100 ans d’agriculture et toujours la même question
Pour ce qui est de l’activité, issue ou non de l’agriculture, Valentine a décidé de se donner le temps de la réflexion, en regardant à la fois devant elle et par-dessus son épaule. « J’ai étudié les archives et tous les plans de la ferme depuis 1924, époque où mon grand-père l’a achetée avec l’ambition de la transformer de manière extrêmement moderne pour l’époque. Il avait réfléchi à tout ce qu’il fallait y mettre : là une cidrerie, là une laiterie, là un fournil… Quasiment 100 ans plus tard, l’industrialisation est passée par là et moi je récupère une ferme dans laquelle il n’y a plus aucun animal, plus de fromage, plus de cidre, plus d’habitants : il n’y a plus qu’une personne sur un tracteur ! Mon projet, c’est 1924-2024, apporter une réponse à cette même question que s’est posée mon arrière-grand-père : c’est quoi l’avenir de l’agriculture ? Et je pense que ma conclusion, un siècle plus tard, va être la même que la sienne : réintroduire des animaux, refaire marcher la cidrerie, la laiterie, même si ce n’est sans doute pas avec la même envergure. Mais l’objectif est de transformer le produit jusqu’au bout si on le peut : se contenter de faire pousser des céréales et les vendre au plus offrant, sans se soucier de ce qui va arriver ensuite, cela ne me paraît plus possible ».
Un lieu en partage
Si elle a déjà commencé à descendre les maillons de la chaîne alimentaire, notamment en semant, récoltant et transformant des semences anciennes pour faire du pain avec la complicité d’Apollonia Poilâne, Valentine aimerait aller plus loin. « En fonction des résultats des fournées, je me pose la question d’avoir un moulin, ou encore de faire de la bière, voire du vin ». Et parallèlement au développement de son projet agricole – pratique du non labour, réintroduction de semences anciennes et de chanvre, plantation de près d’un millier d’arbres inter parcellaires, couverts végétaux offerts en pâturage à plus de 600 moutons cet hiver- la réactivation de la ferme prend forme. « Ce qui nous nourrit, ce n’est pas seulement de cultiver son jardin. La ferme, c’est un lieu que je voudrais partager, faire des projections de films, l’été en plein air, pour les habitants du village, accueillir des cours de Yoga, ou les bergers qui voudraient refaire du fromage. Par goût personnel, j’aurais aussi envie d’accueillir des artisans dont le métier a tendance à disparaître et qui ont du mal à le transmettre ». Un projet qui demande maintenant à se concrétiser, en faisant appel à une démarche professionnelle de recherche d’investisseurs et de financements.

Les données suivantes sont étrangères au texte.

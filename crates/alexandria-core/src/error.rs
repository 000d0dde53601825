//! Unified error types for all layers of the application.

use serde::{Deserialize, Serialize};
use std::fmt::Debug;
use thiserror::Error;

/// Unified error type for all layers of Alexandria.
///
/// This enum provides the error variants that cover domain, application,
/// infrastructure, and presentation layer errors.
#[derive(Error, Debug)]
pub enum AlexandriaError {
    // ============ Domain Errors ============
    /// Resource not found
    #[error("Resource not found: {resource_type} with id {id}")]
    NotFound {
        resource_type: &'static str,
        id: String,
    },

    /// Validation error
    #[error("Validation error: {0}")]
    Validation(String),

    /// Conflict error (e.g., duplicate entry)
    #[error("Conflict: {0}")]
    Conflict(String),

    // ============ Infrastructure Errors ============
    /// Database error
    #[error("Database error: {0}")]
    Database(String),

    /// Configuration error
    #[error("Configuration error: {0}")]
    Configuration(String),

    /// External service error
    #[error("External service error: {service} - {message}")]
    ExternalService { service: String, message: String },

    // ============ Internal Errors ============
    /// Internal error
    #[error("Internal error: {0}")]
    Internal(String),

    /// Generic error wrapper
    #[error(transparent)]
    Other(#[from] anyhow::Error),
}

impl AlexandriaError {
    /// Returns the HTTP status code for this error.
    #[must_use]
    pub const fn status_code(&self) -> u16 {
        match self {
            Self::NotFound { .. } => 404,
            Self::Validation(_) => 400,
            Self::Conflict(_) => 409,
            Self::ExternalService { .. } => 502,
            Self::Database(_) | Self::Configuration(_) | Self::Internal(_) | Self::Other(_) => 500,
        }
    }

    /// Returns a machine-readable error code.
    #[must_use]
    pub const fn error_code(&self) -> &'static str {
        match self {
            Self::NotFound { .. } => "NOT_FOUND",
            Self::Validation(_) => "VALIDATION_ERROR",
            Self::Conflict(_) => "CONFLICT",
            Self::Database(_) => "DATABASE_ERROR",
            Self::Configuration(_) => "CONFIGURATION_ERROR",
            Self::ExternalService { .. } => "EXTERNAL_SERVICE_ERROR",
            Self::Internal(_) | Self::Other(_) => "INTERNAL_ERROR",
        }
    }

    /// Creates a not found error for a resource.
    #[must_use]
    pub fn not_found<T: ToString>(resource_type: &'static str, id: T) -> Self {
        Self::NotFound {
            resource_type,
            id: id.to_string(),
        }
    }

    /// Creates a validation error.
    #[must_use]
    pub fn validation<T: Into<String>>(message: T) -> Self {
        Self::Validation(message.into())
    }

    /// Creates a conflict error.
    #[must_use]
    pub fn conflict<T: Into<String>>(message: T) -> Self {
        Self::Conflict(message.into())
    }

    /// Creates a configuration error.
    #[must_use]
    pub fn configuration<T: Into<String>>(message: T) -> Self {
        Self::Configuration(message.into())
    }

    /// Creates an external service error.
    #[must_use]
    pub fn external_service<S: Into<String>, M: Into<String>>(service: S, message: M) -> Self {
        Self::ExternalService {
            service: service.into(),
            message: message.into(),
        }
    }

    /// Creates an internal error.
    #[must_use]
    pub fn internal<T: Into<String>>(message: T) -> Self {
        Self::Internal(message.into())
    }
}

#[cfg(feature = "sqlx")]
impl From<sqlx::Error> for AlexandriaError {
    fn from(err: sqlx::Error) -> Self {
        match &err {
            sqlx::Error::RowNotFound => Self::NotFound {
                resource_type: "database_row",
                id: "unknown".to_string(),
            },
            sqlx::Error::Database(db_err) => {
                // Check for unique constraint violation
                if let Some(code) = db_err.code() {
                    if code == "1555" || code == "2067" {
                        // SQLite primary key / unique violation
                        return Self::Conflict(db_err.message().to_string());
                    }
                }
                Self::Database(err.to_string())
            }
            _ => Self::Database(err.to_string()),
        }
    }
}

impl From<serde_json::Error> for AlexandriaError {
    fn from(err: serde_json::Error) -> Self {
        Self::Internal(format!("JSON serialization error: {}", err))
    }
}

/// Serializable error response for API responses.
#[derive(Debug, Clone, Serialize, Deserialize)]
#[cfg_attr(feature = "openapi", derive(utoipa::ToSchema))]
pub struct ErrorResponse {
    /// Machine-readable error code
    pub code: String,
    /// Human-readable error message
    pub message: String,
}

impl ErrorResponse {
    /// Creates a new error response from an `AlexandriaError`.
    #[must_use]
    pub fn from_error(error: &AlexandriaError) -> Self {
        Self {
            code: error.error_code().to_string(),
            message: error.to_string(),
        }
    }
}

impl From<&AlexandriaError> for ErrorResponse {
    fn from(error: &AlexandriaError) -> Self {
        Self::from_error(error)
    }
}
//! Health check controller.

use axum::{http::StatusCode, response::IntoResponse, routing::get, Json, Router};
use serde::Serialize;
use utoipa::ToSchema;

/// Health check response.
#[derive(Debug, Serialize, ToSchema)]
pub struct HealthResponse {
    /// Health status.
    pub status: String,
    /// Application version.
    pub version: String,
}

/// Creates the health router.
pub fn router() -> Router {
    Router::new()
        .route("/health", get(health_check))
        .route("/health/ready", get(readiness_check))
        .route("/health/live", get(liveness_check))
}

/// Health check endpoint.
#[utoipa::path(
    get,
    path = "/health",
    tag = "health",
    responses(
        (status = 200, description = "Service is healthy", body = HealthResponse)
    )
)]
pub async fn health_check() -> impl IntoResponse {
    Json(HealthResponse {
        status: "healthy".to_string(),
        version: env!("CARGO_PKG_VERSION").to_string(),
    })
}

/// Readiness check endpoint.
#[utoipa::path(
    get,
    path = "/health/ready",
    tag = "health",
    responses(
        (status = 200, description = "Service is ready")
    )
)]
pub async fn readiness_check() -> impl IntoResponse {
    StatusCode::OK
}

/// Liveness check endpoint.
#[utoipa::path(
    get,
    path = "/health/live",
    tag = "health",
    responses(
        (status = 200, description = "Service is alive")
    )
)]
pub async fn liveness_check() -> impl IntoResponse {
    StatusCode::OK
}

Agriculture et habitat, même combat
Du lieu au lien, il n’y a qu’un pas, que le projet d’habitat participatif permet de franchir, en fédérant des habitants eux-mêmes porteurs de projets compatibles avec ceux de la ferme. « C’est à l’occasion d’un projet immobilier qui avait été soumis à la Mairie que j’ai découvert l’existence d’une demande locale de logement. Avec ce terrain à bâtir qui m’appartient à l’entrée du village, j’avais potentiellement les moyens d’y répondre. La proximité avec la ferme peut être un lien fédérateur : que les gens puissent se réunir pour faire des choses ensemble, du pain, des conserves, des confitures, du yoga, c’est tout ce que je souhaite. Et si, à l’entrée du village, on peut faire un projet esthétiquement séduisant, écologique et innovant pour le territoire, alors mon bonheur sera complet ! »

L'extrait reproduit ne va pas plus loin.